[Available data — start]

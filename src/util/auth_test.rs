use super::*;

#[test]
fn loading_waits_on_every_route() {
    assert_eq!(gate(SessionStatus::Loading, RouteAccess::Protected), GateDecision::Wait);
    assert_eq!(gate(SessionStatus::Loading, RouteAccess::LoginOnly), GateDecision::Wait);
}

#[test]
fn protected_routes_render_only_when_authenticated() {
    for status in [SessionStatus::Loading, SessionStatus::Authenticated, SessionStatus::Unauthenticated] {
        let renders = gate(status, RouteAccess::Protected) == GateDecision::Render;
        assert_eq!(renders, status == SessionStatus::Authenticated, "status {status:?}");
    }
}

#[test]
fn signed_out_user_is_sent_to_login() {
    assert_eq!(
        gate(SessionStatus::Unauthenticated, RouteAccess::Protected),
        GateDecision::Redirect("/login")
    );
    assert_eq!(gate(SessionStatus::Unauthenticated, RouteAccess::LoginOnly), GateDecision::Render);
}

#[test]
fn signed_in_user_skips_login() {
    assert_eq!(
        gate(SessionStatus::Authenticated, RouteAccess::LoginOnly),
        GateDecision::Redirect("/dashboard")
    );
}
//! Root application component with routing and context providers.

use leptos::prelude::*;
use leptos_meta::{Title, provide_meta_context};
use leptos_router::{
    ParamSegment, StaticSegment,
    components::{Redirect, Route, Router, Routes},
};

use crate::components::app_layout::AppLayout;
use crate::hooks::session::provide_auth;
use crate::pages::{
    dashboard::DashboardPage, lesson_detail::LessonDetailPage, lessons::LessonsPage, login::LoginPage,
    not_found::NotFoundPage, profile::ProfilePage,
};
use crate::state::query_cache::QueryCache;
use crate::util::auth::{HOME_PATH, RouteAccess, RouteGuard};

/// Root application component.
///
/// Provides the shared query cache and auth session, then sets up
/// client-side routing with every page behind a [`RouteGuard`].
#[component]
pub fn App() -> impl IntoView {
    provide_meta_context();

    let cache = RwSignal::new(QueryCache::default());
    provide_context(cache);
    provide_auth();

    view! {
        <Title text="LessonGen"/>

        <Router>
            <Routes fallback=|| view! { <NotFoundPage/> }>
                <Route path=StaticSegment("") view=|| view! { <Redirect path=HOME_PATH/> }/>
                <Route
                    path=StaticSegment("login")
                    view=|| view! { <RouteGuard access=RouteAccess::LoginOnly><LoginPage/></RouteGuard> }
                />
                <Route
                    path=StaticSegment("dashboard")
                    view=|| view! {
                        <RouteGuard access=RouteAccess::Protected>
                            <AppLayout><DashboardPage/></AppLayout>
                        </RouteGuard>
                    }
                />
                <Route
                    path=StaticSegment("lessons")
                    view=|| view! {
                        <RouteGuard access=RouteAccess::Protected>
                            <AppLayout><LessonsPage/></AppLayout>
                        </RouteGuard>
                    }
                />
                <Route
                    path=(StaticSegment("lessons"), ParamSegment("lesson_id"))
                    view=|| view! {
                        <RouteGuard access=RouteAccess::Protected>
                            <AppLayout><LessonDetailPage/></AppLayout>
                        </RouteGuard>
                    }
                />
                <Route
                    path=StaticSegment("profile")
                    view=|| view! {
                        <RouteGuard access=RouteAccess::Protected>
                            <AppLayout><ProfilePage/></AppLayout>
                        </RouteGuard>
                    }
                />
            </Routes>
        </Router>
    }
}
//! Lesson detail page: version history plus every lesson workflow.
//!
//! SYSTEM CONTEXT
//! ==============
//! Reads `/lessons/:lesson_id` through `use_lesson`. Each workflow section owns
//! its form signals and calls one mutation from `crate::hooks`; messages are
//! set only after the request resolves.
//!
//! DESIGN
//! ======
//! Sections mount once the lesson first loads and stay mounted across
//! background refetches, so form input and notices survive invalidation.

use leptos::prelude::*;
use leptos_router::hooks::use_params_map;

use crate::components::notice::{Notice, NoticeLine};
use crate::components::version_card::VersionCard;
use crate::hooks::classroom::{self, use_classroom_connection, use_classroom_pushes};
use crate::hooks::lessons::{create_share, create_version, differentiate, restore_version, use_lesson};
use crate::hooks::query::use_cache;
use crate::net::api;
use crate::net::types::{DifferentiationAudience, ExportFormat, LessonDetail, ShareCreateResponse};
use crate::state::lesson_detail::{
    ASSIGNMENT_POSTED, CONNECT_ERROR, CONNECTED, DEFAULT_SHARE_HOURS, DIFFERENTIATE_ERROR, DiffForm, EXPORT_ERROR,
    PUSH_ERROR, PushForm, RESTORE_ERROR, SHARE_ERROR, VERSION_SAVE_ERROR, VERSION_STATUSES, VersionForm,
    differentiate_success, export_button_label, export_downloaded_message, export_filename, gdoc_ready_message,
    is_current, parse_share_expiry, sort_versions_desc, try_begin_export,
};
use crate::state::query_cache::QueryState;
use crate::util::browser;
use crate::util::format::format_timestamp;

#[component]
pub fn LessonDetailPage() -> impl IntoView {
    let params = use_params_map();
    let lesson_id = Signal::derive(move || params.read().get("lesson_id").unwrap_or_default());
    let query = use_lesson(move || lesson_id.get());
    let detail = Memo::new(move |_| query.get().into_data());

    view! {
        <section class="lesson-detail-page">
            <a href="/lessons" class="back-link">"← Back to lessons"</a>
            <Show
                when=move || detail.with(Option::is_some)
                fallback=move || {
                    if matches!(query.get(), QueryState::Failed(_)) {
                        view! {
                            <div class="page-error">
                                <p>"Unable to load this lesson."</p>
                                <a href="/lessons" class="button">"Go back"</a>
                            </div>
                        }
                            .into_any()
                    } else {
                        view! { <p class="page-status">"Loading lesson…"</p> }.into_any()
                    }
                }
            >
                <LessonHeader detail=detail />
                <NewVersionSection lesson_id=lesson_id />
                <DifferentiateSection lesson_id=lesson_id />
                <ShareSection lesson_id=lesson_id />
                <VersionHistory lesson_id=lesson_id detail=detail />
                <ExportSection lesson_id=lesson_id detail=detail />
                <ClassroomSection lesson_id=lesson_id />
            </Show>
        </section>
    }
}

#[component]
fn LessonHeader(detail: Memo<Option<LessonDetail>>) -> impl IntoView {
    move || {
        detail.get().map(|d| {
            let meta = format!("Grade {} · {}", d.summary.grade_level, d.summary.subject);
            view! {
                <header class="lesson-header">
                    <div>
                        <h1>{d.summary.title}</h1>
                        <p class="lesson-header__meta">{meta}</p>
                    </div>
                    <span class="lesson-header__status">{d.summary.status}</span>
                    <ul class="lesson-header__tags">
                        {d.summary.tags.into_iter().map(|tag| view! { <li class="tag">{tag}</li> }).collect_view()}
                    </ul>
                </header>
            }
        })
    }
}

#[component]
fn NewVersionSection(lesson_id: Signal<String>) -> impl IntoView {
    let cache = use_cache();
    let form = RwSignal::new(VersionForm::default());
    let saving = RwSignal::new(false);
    let failed = RwSignal::new(false);

    let on_submit = move |ev: leptos::ev::SubmitEvent| {
        ev.prevent_default();
        if saving.get() {
            return;
        }
        saving.set(true);
        failed.set(false);
        let payload = form.get_untracked().to_payload();
        let id = lesson_id.get_untracked();
        leptos::task::spawn_local(async move {
            match create_version(cache, id, payload).await {
                Ok(_) => form.set(VersionForm::default()),
                Err(e) => {
                    leptos::logging::error!("create version failed: {e}");
                    failed.set(true);
                }
            }
            saving.set(false);
        });
    };

    view! {
        <section class="panel">
            <h2>"New version"</h2>
            <form class="version-form" on:submit=on_submit>
                <label>
                    "Objective"
                    <textarea
                        rows="3"
                        placeholder="Students will..."
                        prop:value=move || form.get().objective
                        on:input=move |ev| form.update(|f| f.objective = event_target_value(&ev))
                    ></textarea>
                </label>
                <label>
                    "Teacher notes (Markdown)"
                    <textarea
                        rows="6"
                        placeholder="### Introduction"
                        prop:value=move || form.get().teacher_script_md
                        on:input=move |ev| form.update(|f| f.teacher_script_md = event_target_value(&ev))
                    ></textarea>
                </label>
                <label>
                    "Status"
                    <select
                        prop:value=move || form.get().status
                        on:change=move |ev| form.update(|f| f.status = event_target_value(&ev))
                    >
                        {VERSION_STATUSES
                            .into_iter()
                            .map(|(value, label)| view! { <option value=value>{label}</option> })
                            .collect_view()}
                    </select>
                </label>
                <button type="submit" class="button" disabled=move || saving.get()>
                    {move || if saving.get() { "Saving…" } else { "Save version" }}
                </button>
                <Show when=move || failed.get()>
                    <p class="notice notice--error">{VERSION_SAVE_ERROR}</p>
                </Show>
            </form>
        </section>
    }
}

#[component]
fn DifferentiateSection(lesson_id: Signal<String>) -> impl IntoView {
    let cache = use_cache();
    let form = RwSignal::new(DiffForm::default());
    let pending = RwSignal::new(false);
    let notice = RwSignal::new(None::<Notice>);

    let on_submit = move |ev: leptos::ev::SubmitEvent| {
        ev.prevent_default();
        if pending.get() {
            return;
        }
        notice.set(None);
        pending.set(true);
        let payload = form.get_untracked().to_payload();
        let id = lesson_id.get_untracked();
        leptos::task::spawn_local(async move {
            let audience = payload.audience;
            match differentiate(cache, id, payload).await {
                Ok(_) => {
                    notice.set(Some(Notice::Success(differentiate_success(audience))));
                    form.update(|f| f.notes.clear());
                }
                Err(e) => {
                    leptos::logging::error!("differentiate failed: {e}");
                    notice.set(Some(Notice::Error(DIFFERENTIATE_ERROR.to_owned())));
                }
            }
            pending.set(false);
        });
    };

    view! {
        <section class="panel">
            <h2>"Differentiate"</h2>
            <form class="diff-form" on:submit=on_submit>
                <label>
                    "Audience"
                    <select
                        prop:value=move || form.get().audience.as_str()
                        on:change=move |ev| {
                            let audience = DifferentiationAudience::parse(&event_target_value(&ev)).unwrap_or_default();
                            form.update(|f| f.audience = audience);
                        }
                    >
                        {DifferentiationAudience::ALL
                            .into_iter()
                            .map(|a| view! { <option value=a.as_str()>{a.label()}</option> })
                            .collect_view()}
                    </select>
                </label>
                <label>
                    "Notes (optional)"
                    <textarea
                        rows="3"
                        placeholder="Add context about the student's needs or focus areas."
                        prop:value=move || form.get().notes
                        on:input=move |ev| form.update(|f| f.notes = event_target_value(&ev))
                    ></textarea>
                </label>
                <button type="submit" class="button" disabled=move || pending.get()>
                    {move || if pending.get() { "Creating…" } else { "Create differentiated version" }}
                </button>
                <NoticeLine notice=notice />
            </form>
        </section>
    }
}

[Available data — finish]

Work instruction
Filter the listing above for lines with the word "true", and copy each one you find.

Exercise output
        saving.set(true);
                    failed.set(true);
        pending.set(true);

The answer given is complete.